Storied career: Tell stories to get ahead

When someone asks "What do you do?" a one-word answer will put your career on ice. You need to have a story. When you want to establish a connection with someone, a story provides social glue. When you want to impress someone, a story is more memorable and than a list of achievements.

Early in my career, I interviewed for a job as a user interface designer. The hiring manager asked me how I got involved in UI design.

I could have said, "I thought it looked interesting, so I gave it a try, and I was good at it." But anyone can answer the very standard how-did-you-find-your-career question with that answer.

So instead, I told this story: An old boyfriend was a programmer, and he worked from home, while I was in school. He plastered designs all over our bedroom wall and our living room floor so that he could think them though. Finally, I told him if he was going to mess up the apartment, he had to be the one to clean it, and I handed him the toilet scrubber. We argued about who had extra time for cleaning and who didn't, and finally he said, "Fine. I'll clean, but you do the UI design." And to his surprise, I did.

I got the job. And every time I have been able to tell stories in interviews, I have gotten the job.

When it comes to your career, have a one-minute story ready. It's the story of you– how you got to where you are and what your achievements are. When someone asks a question like, "How did you get into advertising?" tell your story.

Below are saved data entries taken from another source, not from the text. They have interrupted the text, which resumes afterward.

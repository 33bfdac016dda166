// Handler for worksheet bootstrap.
//
// Purpose
// - Make sure the header row exists before any record operation runs.
//
// Responsibilities
// - Write the 17 header titles to row 1 when the sheet is empty.
// - Leave a sheet that already has content alone, so the bootstrap is safe to
//   run on every startup.

use crate::modules::cost_items::core::record::HEADER_TITLES;
use crate::modules::cost_items::use_cases::errors::ApplicationError;
use crate::shared::infrastructure::worksheet::{CellValue, WorksheetStore};
use std::sync::Arc;

pub struct SetupWorksheetHandler<TStore>
where
    TStore: WorksheetStore + Send + Sync + 'static,
{
    store: Arc<TStore>,
}

impl<TStore> SetupWorksheetHandler<TStore>
where
    TStore: WorksheetStore + Send + Sync + 'static,
{
    pub fn new(store: Arc<TStore>) -> Self {
        Self { store }
    }

    pub async fn handle(&self) -> Result<(), ApplicationError> {
        if self.store.used_row_count().await? > 0 {
            return Ok(());
        }

        let header = HEADER_TITLES.iter().copied().map(CellValue::text).collect();
        self.store.write_row(1, header).await?;
        tracing::info!("worksheet header row written");
        Ok(())
    }
}
use crate::modules::cost_items::core::record::col;
use crate::modules::cost_items::core::selection::RecordSelection;
use crate::modules::cost_items::use_cases::create_cost_item::handler::CreateCostItemHandler;
use crate::modules::cost_items::use_cases::delete_cost_item::handler::DeleteCostItemHandler;
use crate::modules::cost_items::use_cases::list_cost_items::handler::ListCostItemsHandler;
use crate::modules::cost_items::use_cases::setup_worksheet::handler::SetupWorksheetHandler;
use crate::modules::cost_items::use_cases::update_cost_item::command::UpdateCostItem;
use crate::modules::cost_items::use_cases::update_cost_item::handler::UpdateCostItemHandler;
use crate::shared::infrastructure::worksheet::WorksheetStore;
use crate::shared::infrastructure::worksheet::in_memory::InMemoryWorksheet;
use crate::test_support::fixtures::commands::create_cost_item::CreateCostItemBuilder;
use std::sync::Arc;

const T0: &str = "2024-06-01T10:00:00.000Z";
const T1: &str = "2024-06-02T11:30:00.000Z";

#[tokio::test]
async fn creates_updates_and_soft_deletes_records_through_the_full_flow() {
    let store = Arc::new(InMemoryWorksheet::new());
    SetupWorksheetHandler::new(store.clone()).handle().await.unwrap();

    let create = CreateCostItemHandler::new(store.clone());
    let list = ListCostItemsHandler::new(store.clone());
    let update = UpdateCostItemHandler::new(store.clone());
    let delete = DeleteCostItemHandler::new(store.clone());

    // Two records land in rows 2 and 3 with sequential ids.
    let chair = create
        .handle(
            CreateCostItemBuilder::new().build(),
            T0.to_string(),
            2024,
        )
        .await
        .unwrap();
    let pen = create
        .handle(
            CreateCostItemBuilder::new()
                .item_name("Pen")
                .unit_cost(2.5)
                .item_type("Supply")
                .build(),
            T0.to_string(),
            2024,
        )
        .await
        .unwrap();
    assert_eq!(chair.item_id, "ITEM2024001");
    assert_eq!(chair.row_index, 2);
    assert_eq!(pen.item_id, "ITEM2024002");
    assert_eq!(pen.row_index, 3);

    let views = list.handle(None).await.unwrap();
    assert_eq!(views.len(), 2);

    // Updating the chair recomputes the total and keeps the creation stamp.
    update
        .handle(
            UpdateCostItem {
                selection: RecordSelection {
                    item_id: chair.item_id.clone(),
                    row_index: chair.row_index,
                },
                item_name: "Office Chair Deluxe".to_string(),
                unit_cost: 200.0,
                item_type: "Furniture".to_string(),
                category: "Furniture".to_string(),
                vendor: "Acme Supplies".to_string(),
                description: "Upgraded".to_string(),
            },
            T1.to_string(),
        )
        .await
        .unwrap();

    let views = list.handle(None).await.unwrap();
    let chair_view = views.iter().find(|v| v.item_id == chair.item_id).unwrap();
    assert_eq!(chair_view.item_name, "Office Chair Deluxe");
    assert_eq!(chair_view.total_cost, 200.0);
    assert_eq!(chair_view.creation_date, T0);
    assert_eq!(chair_view.last_modified, T1);

    // Soft-deleting the pen hides it from listings but keeps its row.
    delete
        .handle(RecordSelection {
            item_id: pen.item_id.clone(),
            row_index: pen.row_index,
        })
        .await
        .unwrap();

    let views = list.handle(None).await.unwrap();
    assert_eq!(views.len(), 1);
    assert_eq!(views[0].item_id, chair.item_id);
    assert_eq!(store.used_row_count().await.unwrap(), 3);

    // The next record appends after the deleted row; positions never shift.
    let ruler = create
        .handle(
            CreateCostItemBuilder::new()
                .item_name("Ruler")
                .unit_cost(1.0)
                .item_type("Supply")
                .build(),
            T1.to_string(),
            2024,
        )
        .await
        .unwrap();
    assert_eq!(ruler.item_id, "ITEM2024003");
    assert_eq!(ruler.row_index, 4);

    let rows = store.read_all_rows().await.unwrap();
    assert_eq!(rows[2][col::ID].as_text(), pen.item_id);
    assert!(!rows[2][col::IS_ACTIVE].is_truthy());
}

#[tokio::test]
async fn searches_across_visible_records_only() {
    let store = Arc::new(InMemoryWorksheet::new());
    SetupWorksheetHandler::new(store.clone()).handle().await.unwrap();

    let create = CreateCostItemHandler::new(store.clone());
    let list = ListCostItemsHandler::new(store.clone());
    let delete = DeleteCostItemHandler::new(store.clone());

    for (name, item_type) in [("Office Chair", "Furniture"), ("Desk Pen", "Supply")] {
        create
            .handle(
                CreateCostItemBuilder::new()
                    .item_name(name)
                    .item_type(item_type)
                    .build(),
                T0.to_string(),
                2024,
            )
            .await
            .unwrap();
    }

    let hits = list.handle(Some("pen")).await.unwrap();
    assert_eq!(hits.len(), 1);
    assert_eq!(hits[0].item_name, "Desk Pen");

    delete
        .handle(RecordSelection {
            item_id: hits[0].item_id.clone(),
            row_index: hits[0].row_index,
        })
        .await
        .unwrap();

    let hits = list.handle(Some("pen")).await.unwrap();
    assert!(hits.is_empty());
}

When you interview, tell stories. You know you're going to encounter the question, "What are your strengths?" Don't give a list. It's not persuasive. Tell a story about how you did something amazing by using your strengths. This way you tell the hiring manager something memorable, and you get in a bit about your achievements.

Once you get the job, keep telling stories as a way to promote yourself within the company. The first month of your job, no one knows you, so they ask questions like, "Where were you before this?" or "What sort of experience do you have?" These are times to tell your story.

If you are funny, make your story funny. If you are not funny, be vulnerable in your story. For example, when people ask me how I became a writer, sometimes I start my story with how I was working just blocks away from the World Trade Center when it fell, and my software company never recovered. This is not essential to my story, but the World Trade Center brings people into my story right away.

Your success at your job will depend on you finding someone to help you navigate the corporate ladder: You need to find a mentor; you need to get on plum projects. You need to show people you are smart and interesting so that they want to help you. Don't assume that your work speaks for itself. It doesn't. Most people will have no idea what you have done, or what you do now. You need to tell them. And the best way to tell them without sounding boring or self-obsessed is to tell stories.

Still feeling queasy about talking yourself up to people? Check out the book Brag! by Peggy Klaus, the master of self-promotion. Worried that you don't know how to tell a story? Give business books a break and take a look at Flash Fiction edited by James Thomas. This is an anthology of two-page stories that have similar pacing as those you'll tell at the office.

Spinning a good story is difficult. But building a career without a story is even more difficult.

So you'd better start spinning.

 

[This is the first of Trunk's columns in The Hook.]